(Items listed in a dataset)
//! DOCX → Markdown.
//!
//! The package is read with `zip` and the parts are walked with `quick-xml`:
//!
//! - `word/document.xml` → an ordered list of [`BodyElement`]s
//! - `word/styles.xml` → style id to display name, for heading detection
//! - `word/_rels/document.xml.rels` → image relationships
//!
//! Images are appended after the body text rather than interleaved at their
//! anchors.

use crate::error::ConvertError;
use crate::output::{ConvertedDocument, ExtractedImage};
use crate::pipeline::images::ImageStore;
use crate::pipeline::table::TableFragment;
use quick_xml::events::{BytesStart, Event};
use quick_xml::Reader;
use std::collections::HashMap;
use std::fs::File;
use std::io::{Read, Seek};
use std::path::Path;
use tracing::{debug, warn};
use zip::ZipArchive;

/// One top-level child of `w:body`, in document order.
#[derive(Debug, Clone, PartialEq, Eq)]
pub enum BodyElement {
    Paragraph {
        style_id: Option<String>,
        text: String,
    },
    Table(TableFragment),
}

/// An image relationship from `document.xml.rels`.
#[derive(Debug, Clone, PartialEq, Eq)]
struct ImageRel {
    id: String,
    /// Path inside the package, e.g. `word/media/image1.png`.
    part: String,
}

/// Convert a `.docx` file on disk.
pub async fn convert(input: &Path, store: &ImageStore) -> Result<ConvertedDocument, ConvertError> {
    let path = input.to_path_buf();
    let store = store.clone();
    tokio::task::spawn_blocking(move || {
        let file = File::open(&path).map_err(|e| ConvertError::ReadFailed {
            path: path.clone(),
            source: e,
        })?;
        convert_package(file, &path, &store)
    })
    .await
    .map_err(|e| ConvertError::Internal(format!("DOCX task panicked: {}", e)))?
}

/// Convert an already-open DOCX package. `source` is used for errors only.
pub fn convert_package<R: Read + Seek>(
    reader: R,
    source: &Path,
    store: &ImageStore,
) -> Result<ConvertedDocument, ConvertError> {
    let corrupt = |detail: String| ConvertError::CorruptDocument {
        path: source.to_path_buf(),
        detail,
    };

    let mut archive = ZipArchive::new(reader).map_err(|e| corrupt(format!("not a ZIP package: {e}")))?;

    let document_xml = read_part(&mut archive, "word/document.xml")
        .ok_or_else(|| corrupt("missing word/document.xml".into()))?;
    let body = parse_body(&document_xml).map_err(corrupt)?;

    let styles = match read_part(&mut archive, "word/styles.xml") {
        Some(xml) => parse_styles(&xml).unwrap_or_else(|e| {
            warn!("Ignoring unreadable styles.xml: {}", e);
            HashMap::new()
        }),
        None => HashMap::new(),
    };

    let rels = match read_part(&mut archive, "word/_rels/document.xml.rels") {
        Some(xml) => parse_image_rels(&xml).unwrap_or_else(|e| {
            warn!("Ignoring unreadable relationships: {}", e);
            Vec::new()
        }),
        None => Vec::new(),
    };

    let mut blocks = render_body(&body, &styles);
    let images = save_images(&mut archive, &rels, store);
    for img in &images {
        blocks.push(format!("![Image]({})", img.reference));
    }

    debug!(
        "DOCX: {} body element(s), {} image(s)",
        body.len(),
        images.len()
    );
    Ok(ConvertedDocument::new(blocks.join("\n\n"), images))
}

fn read_part<R: Read + Seek>(archive: &mut ZipArchive<R>, name: &str) -> Option<String> {
    let mut file = archive.by_name(name).ok()?;
    let mut content = String::new();
    file.read_to_string(&mut content).ok()?;
    Some(content)
}

/// Extract an attribute value by key.
fn get_attr(e: &BytesStart, key: &[u8]) -> Option<String> {
    e.attributes()
        .find(|a| a.as_ref().ok().map(|x| x.key.as_ref()) == Some(key))
        .and_then(Result::ok)
        .map(|attr| String::from_utf8_lossy(&attr.value).to_string())
}

// ── Body ─────────────────────────────────────────────────────────────────────

/// Text boxes (`w:txbxContent`) and the VML copy of alternate content
/// (`mc:Fallback`) are not part of the paragraph's own text.
fn is_skipped(name: &[u8]) -> bool {
    matches!(name, b"w:txbxContent" | b"mc:Fallback")
}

Task objective
Indicate how many lines in the records above include the word "name", giving no other content.

Answer section
5